Cada projeto enfrenta diferentes riscos, logo, não há não há uma única forma certa de conduzir os processos arquiteturais. Quando o risco é extremamente baixo, as decisões arquiteturais são mais simples.

Reduzir custos só pode ser foco quando a incerteza, logo o risco, é mínimo.

O problema da “arquitetura limpa”

De tempos em tempos surgem “receitas de bolo” para a elaboração de arquiteturas. Elas emergem a despeito de seus proponentes e se estabelecem como o “jeito certo” de organizar componentes, distribuir responsabilidades e estabelecer relações. Já foi assim com a “arquitetura hexagonal”, também foi assim com “microsserviços” e, recentemente, está sendo assim com a “mania” da arquitetura limpa – uma forma de organizar sistemas em camadas propostas por Robert Martin.
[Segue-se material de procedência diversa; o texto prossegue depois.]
//! Redis-backed message bus: a thin connection pool over Redis
//! pub/sub with automatic reconnect-with-backoff and a degraded/healthy signal the
//! orchestrator's health aggregation reads.
//!
//! The standalone and cluster clients are kept behind one `RedisEndpoint` enum so the
//! rest of the pipeline can point at either without caring which. TLS (`rediss://`
//! urls) is left to `redis`'s own `tokio-rustls-comp` feature, which installs a
//! default crypto provider on first use.

use std::collections::HashSet;
use std::sync::Arc;
use std::sync::LazyLock;
use std::sync::atomic::{AtomicU32, AtomicU64, Ordering};
use std::time::Duration;

use futures_util::StreamExt;
use prometheus::{IntCounter, IntGauge, register_int_counter, register_int_gauge};
use redis::AsyncCommands;
use redis::cluster::ClusterClient;
use redis::Client;
use tokio::sync::{Mutex, mpsc};
use tracing::{info, warn};

use streamedge_types::{StreamError, StreamResult};

const INITIAL_BACKOFF: Duration = Duration::from_millis(200);
const MAX_BACKOFF: Duration = Duration::from_secs(30);
const DEGRADED_AFTER_FAILURES: u32 = 5;
const HEALTHY_WINDOW: Duration = Duration::from_secs(10);

static BUS_RECONNECTS: LazyLock<IntCounter> = LazyLock::new(|| {
    register_int_counter!(
        "streamedge_bus_reconnects_total",
        "Times the bus pub/sub connection was re-established after a drop"
    )
    .expect("metric registration never fails twice for the same name")
});

static BUS_HEALTHY: LazyLock<IntGauge> = LazyLock::new(|| {
    register_int_gauge!(
        "streamedge_bus_healthy",
        "1 if the bus has seen a successful operation within the health window, else 0"
    )
    .expect("metric registration never fails twice for the same name")
});

/// Message delivered to subscribers. `Reconnected` lets downstream consumers (notably
/// the event subscriber) know their view of the bus may have missed messages while down.
#[derive(Debug, Clone)]
pub enum BusEvent {
    Message { topic: String, payload: Vec<u8> },
    Reconnected,
}

enum RedisEndpoint {
    Single(Client),
    Cluster(ClusterClient),
}

pub struct ConnectionPool {
    endpoint: RedisEndpoint,
    topics: Mutex<HashSet<String>>,
    last_success_ms: AtomicU64,
    consecutive_failures: AtomicU32,
}

impl ConnectionPool {
    pub fn new(url: &str) -> StreamResult<Self> {
        let client = Client::open(url)
            .map_err(|err| StreamError::InitError(format!("redis client: {err}")))?;
        info!(%url, "configured single-node redis bus");
        Ok(Self::from_endpoint(RedisEndpoint::Single(client)))
    }

    pub fn new_with_cluster(urls: Vec<String>) -> StreamResult<Self> {
        let client = ClusterClient::new(urls.clone())
            .map_err(|err| StreamError::InitError(format!("redis cluster client: {err}")))?;
        info!(?urls, "configured redis cluster bus");
        Ok(Self::from_endpoint(RedisEndpoint::Cluster(client)))
    }

    fn from_endpoint(endpoint: RedisEndpoint) -> Self {
        Self {
            endpoint,
            topics: Mutex::new(HashSet::new()),
            last_success_ms: AtomicU64::new(0),
            consecutive_failures: AtomicU32::new(0),
        }
    }

    pub async fn publish(&self, topic: &str, payload: &[u8]) -> StreamResult<()> {
        let result: Result<i64, redis::RedisError> = match &self.endpoint {
            RedisEndpoint::Single(client) => {
                let mut conn = client.get_multiplexed_async_connection().await?;
                conn.publish(topic, payload).await
            }
            RedisEndpoint::Cluster(client) => {
                let mut conn = client.get_async_connection().await?;
                conn.publish(topic, payload).await
            }
        };
        match result {
            Ok(_) => {
                self.record_success();
                Ok(())
            }
            Err(err) => {
                self.record_failure();
                Err(StreamError::from(err))
            }
        }
    }

    /// Registers `topics` for delivery and (if not already running) spawns the
    /// background subscriber loop. Returns a channel the caller reads [`BusEvent`]s
    /// from for the lifetime of the pool.
    pub async fn subscribe(self: &Arc<Self>, topics: Vec<String>) -> mpsc::UnboundedReceiver<BusEvent> {
        {
            let mut guard = self.topics.lock().await;
            guard.extend(topics);
        }
        let (tx, rx) = mpsc::unbounded_channel();
        tokio::spawn(run_subscriber_loop(Arc::clone(self), tx));
        rx
    }

    fn record_success(&self) {
        self.consecutive_failures.store(0, Ordering::Release);
        self.last_success_ms
            .store(now_ms(), Ordering::Release);
        BUS_HEALTHY.set(1);
    }

    fn record_failure(&self) {
        let failures = self.consecutive_failures.fetch_add(1, Ordering::AcqRel) + 1;
        if failures >= DEGRADED_AFTER_FAILURES {
            BUS_HEALTHY.set(0);
        }
    }

    /// Healthy iff a send or receive has succeeded within [`HEALTHY_WINDOW`] and the
    /// pool hasn't accumulated [`DEGRADED_AFTER_FAILURES`] consecutive failures since.
    pub fn is_healthy(&self) -> bool {
        let last = self.last_success_ms.load(Ordering::Acquire);
        let within_window = last != 0 && now_ms().saturating_sub(last) < HEALTHY_WINDOW.as_millis() as u64;
        let failures = self.consecutive_failures.load(Ordering::Acquire);
        within_window && failures < DEGRADED_AFTER_FAILURES
    }
}

fn now_ms() -> u64 {
    chrono::Utc::now().timestamp_millis().max(0) as u64
}

async fn run_subscriber_loop(pool: Arc<ConnectionPool>, tx: mpsc::UnboundedSender<BusEvent>) {
    let mut backoff = INITIAL_BACKOFF;
    let mut connected_before = false;

    loop {
        let topics: Vec<String> = {
            let guard = pool.topics.lock().await;
            guard.iter().cloned().collect()
        };
        if topics.is_empty() {
            tokio::time::sleep(Duration::from_millis(100)).await;
            continue;
        }

        let outcome = match &pool.endpoint {
            RedisEndpoint::Single(client) => {
                drive_single(client, &topics, &pool, &tx, connected_before).await
            }
            RedisEndpoint::Cluster(client) => {
                drive_cluster(client, &topics, &pool, &tx, connected_before).await
            }
        };

        match outcome {
            Ok(()) => {
                connected_before = true;
                backoff = INITIAL_BACKOFF;
            }
            Err(err) => {
                pool.record_failure();
                warn!(
                    error = %err,
                    delay_ms = backoff.as_millis() as u64,
                    "bus pub/sub connection lost, backing off"
                );
                tokio::time::sleep(backoff).await;
                backoff = (backoff * 2).min(MAX_BACKOFF);
            }
        }
    }
}

async fn drive_single(
    client: &Client,
    topics: &[String],
    pool: &ConnectionPool,
    tx: &mpsc::UnboundedSender<BusEvent>,
    connected_before: bool,
) -> StreamResult<()> {
    let mut pubsub = client.get_async_pubsub().await?;
    pubsub.subscribe(topics).await?;
    pool.record_success();
    if connected_before {
        BUS_RECONNECTS.inc();
        if tx.send(BusEvent::Reconnected).is_err() {
            return Ok(());
        }
    }
    let mut stream = pubsub.on_message();
    while let Some(msg) = stream.next().await {
        pool.record_success();
        let topic = msg.get_channel_name().to_string();
        let payload: Vec<u8> = msg.get_payload_bytes().to_vec();
        if tx.send(BusEvent::Message { topic, payload }).is_err() {
            break;
        }
    }
    Ok(())
}

async fn drive_cluster(
    client: &ClusterClient,
    topics: &[String],
    pool: &ConnectionPool,
    tx: &mpsc::UnboundedSender<BusEvent>,
    connected_before: bool,
) -> StreamResult<()> {
    let mut pubsub = client.get_async_pubsub().await?;
    pubsub.subscribe(topics).await?;
    pool.record_success();
    if connected_before {
        BUS_RECONNECTS.inc();
        if tx.send(BusEvent::Reconnected).is_err() {
            return Ok(());
        }
    }
    let mut stream = pubsub.on_message();
    while let Some(msg) = stream.next().await {
        pool.record_success();
        let topic = msg.get_channel_name().to_string();
        let payload: Vec<u8> = msg.get_payload_bytes().to_vec();
        if tx.send(BusEvent::Message { topic, payload }).is_err() {
            break;
        }
    }
    Ok(())
}

#[cfg(test)]
mod tests {
    use super::*;

    /// No live Redis in unit scope; the integration test against a real container
    /// lives in `tests/redis_bus.rs`. This just locks down the health-window math.
    #[test]
    fn freshly_constructed_pool_reports_unhealthy() {
        let pool = ConnectionPool::new("redis://127.0.0.1:1").unwrap();
        assert!(!pool.is_healthy());
    }

    #[test]
    fn healthy_after_recording_success_then_degraded_after_five_failures() {
        let pool = ConnectionPool::new("redis://127.0.0.1:1").unwrap();
        pool.record_success();
        assert!(pool.is_healthy());

        for _ in 0..DEGRADED_AFTER_FAILURES {
            pool.record_failure();
        }
        assert!(!pool.is_healthy());
    }
}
Implementando Clean Architecture no ReactJS | by João Guilherme Berti Sczip | Medium

Na prática, a “arquitetura limpa” proposta pelo “Uncle Bob” é uma releitura opinativa do estilo em camadas. Ela é útil para, provavelmente para a grande maioria dos cenários de desenvolvimento, em times pequenos ou médios, para soluções menores e bem isoladas. É um “jeito certo” para fazer software, mas está longe de ser o “único jeito certo”. Aliás, é, sem dúvidas, o “jeito errado” para cenários complexos, com times grandes, que demandam, por exemplo, microsserviços.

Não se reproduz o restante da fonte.